Hi, my name is Dr. Ebon Bourne. Today we’re going to discuss how Mounjaro, a glucose-dependent insulinotropic polypeptide, or GIP, and glucagon-like peptide-1, or GLP-1, receptor agonist, may fit into the type 2 diabetes treatment journey.

Some healthcare professionals may reserve Mounjaro for adults with type 2 diabetes who have highly elevated glycated hemoglobin, or A1C, and notable excess body weight.

However, Mounjaro has the potential to improve glycemic control at various points in a patient’s type 2 diabetes treatment journey.

Join me as we learn how Mounjaro may help patients achieve their individualized treatment goals, as supported by clinical efficacy and safety results.

First, let’s review the Indication and Boxed Warning for Mounjaro.

Mounjaro is indicated as an adjunct to diet and exercise to improve glycemic control in adults with type 2 diabetes mellitus.

Mounjaro has a Boxed Warning related to the risk of thyroid C-cell tumors.

In both male and female rats, tirzepatide causes dose-dependent and treatment-duration-dependent thyroid C-cell tumors at clinically relevant exposures. It is unknown whether Mounjaro causes thyroid C-cell tumors, including medullary thyroid carcinoma (MTC), in humans as human relevance of tirzepatide-induced rodent thyroid C-cell tumors has not been determined.

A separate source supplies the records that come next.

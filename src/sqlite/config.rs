use std::fmt;
use std::sync::LazyLock;
use std::time::Duration;

use regex::Regex;

use crate::error::{ProviderError, SqlFluentDbError};

static KEY_VALUE: LazyLock<Option<Regex>> =
    LazyLock::new(|| Regex::new(r"^\s*([A-Za-z][A-Za-z ]*?)\s*=\s*(.*?)\s*$").ok());

/// Options for opening a `SQLite` connection, parsed from a connection string.
///
/// Accepted forms are a bare path, `:memory:`, or `key=value` pairs separated by `;`:
///
/// ```rust
/// use sql_fluent::sqlite::SqliteOptions;
///
/// let opts = SqliteOptions::parse("Data Source=app.db;Foreign Keys=false;Busy Timeout=250")?;
/// assert_eq!(opts.path, "app.db");
/// assert!(!opts.foreign_keys);
/// # Ok::<(), sql_fluent::SqlFluentDbError>(())
/// ```
#[derive(Debug, Clone, PartialEq, Eq)]
pub struct SqliteOptions {
    pub path: String,
    pub foreign_keys: bool,
    pub busy_timeout: Option<Duration>,
    pub read_only: bool,
}

impl SqliteOptions {
    #[must_use]
    pub fn new(path: impl Into<String>) -> Self {
        Self {
            path: path.into(),
            foreign_keys: true,
            busy_timeout: None,
            read_only: false,
        }
    }

    #[must_use]
    pub fn with_foreign_keys(mut self, foreign_keys: bool) -> Self {
        self.foreign_keys = foreign_keys;
        self
    }

    #[must_use]
    pub fn with_busy_timeout(mut self, timeout: Duration) -> Self {
        self.busy_timeout = Some(timeout);
        self
    }

    #[must_use]
    pub fn read_only(mut self, read_only: bool) -> Self {
        self.read_only = read_only;
        self
    }

    /// Parse a connection string.
    ///
    /// # Errors
    /// Returns a provider connection error for an empty string, a missing data source, an
    /// unknown keyword or a malformed value.
    pub fn parse(connection_string: &str) -> Result<Self, SqlFluentDbError> {
        let trimmed = connection_string.trim();
        if trimmed.is_empty() {
            return Err(connection_error("connection string is empty"));
        }
        if !trimmed.contains('=') {
            return Ok(Self::new(trimmed));
        }

        let pattern = KEY_VALUE
            .as_ref()
            .ok_or_else(|| connection_error("connection string pattern failed to compile"))?;
        let mut path = None;
        let mut opts = Self::new(String::new());
        for segment in trimmed.split(';').filter(|s| !s.trim().is_empty()) {
            let caps = pattern
                .captures(segment)
                .ok_or_else(|| connection_error(&format!("malformed segment '{segment}'")))?;
            let key = caps[1].to_ascii_lowercase();
            let value = &caps[2];
            match key.as_str() {
                "data source" | "datasource" | "filename" => path = Some(value.to_owned()),
                "foreign keys" => opts.foreign_keys = parse_bool(&key, value)?,
                "read only" => opts.read_only = parse_bool(&key, value)?,
                "busy timeout" => {
                    let millis = value.parse::<u64>().map_err(|_| {
                        connection_error(&format!("busy timeout '{value}' is not a number"))
                    })?;
                    opts.busy_timeout = Some(Duration::from_millis(millis));
                }
                other => {
                    return Err(connection_error(&format!("unknown keyword '{other}'")));
                }
            }
        }
        opts.path = path
            .filter(|p| !p.is_empty())
            .ok_or_else(|| connection_error("connection string has no Data Source"))?;
        Ok(opts)
    }
}

/// Renders back to a connection string that [`SqliteOptions::parse`] accepts.
impl fmt::Display for SqliteOptions {
    fn fmt(&self, f: &mut fmt::Formatter<'_>) -> fmt::Result {
        write!(
            f,
            "Data Source={};Foreign Keys={};Read Only={}",
            self.path, self.foreign_keys, self.read_only
        )?;
        if let Some(timeout) = self.busy_timeout {
            write!(f, ";Busy Timeout={}", timeout.as_millis())?;
        }
        Ok(())
    }
}

fn parse_bool(key: &str, value: &str) -> Result<bool, SqlFluentDbError> {
    match value.to_ascii_lowercase().as_str() {
        "true" | "yes" | "1" | "on" => Ok(true),
        "false" | "no" | "0" | "off" => Ok(false),
        _ => Err(connection_error(&format!(
            "'{value}' is not a boolean for {key}"
        ))),
    }
}

fn connection_error(message: &str) -> SqlFluentDbError {
    ProviderError::Connection(format!("sqlite: {message}")).into()
}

Mounjaro is contraindicated in patients with a personal or family history of MTC or in patients with Multiple Endocrine Neoplasia syndrome type 2 (MEN 2). Counsel patients regarding the potential risk for MTC with the use of Mounjaro and inform them of symptoms of thyroid tumors (for example, a mass in the neck, dysphagia, dyspnea, persistent hoarseness). Routine monitoring of serum calcitonin or using thyroid ultrasound is of uncertain value for early detection of MTC in patients treated with Mounjaro.

Let’s start by reviewing some recommendations from the American Diabetes Association, or ADA, and the American Association of Clinical Endocrinology, or AACE.

For most adults with type 2 diabetes, ADA recommends an A1C goal of less than 7%, while AACE recommends an A1C goal of 6.5% or less. Individualized treatment plans aimed at achieving these glycemic targets should also consider weight management goals.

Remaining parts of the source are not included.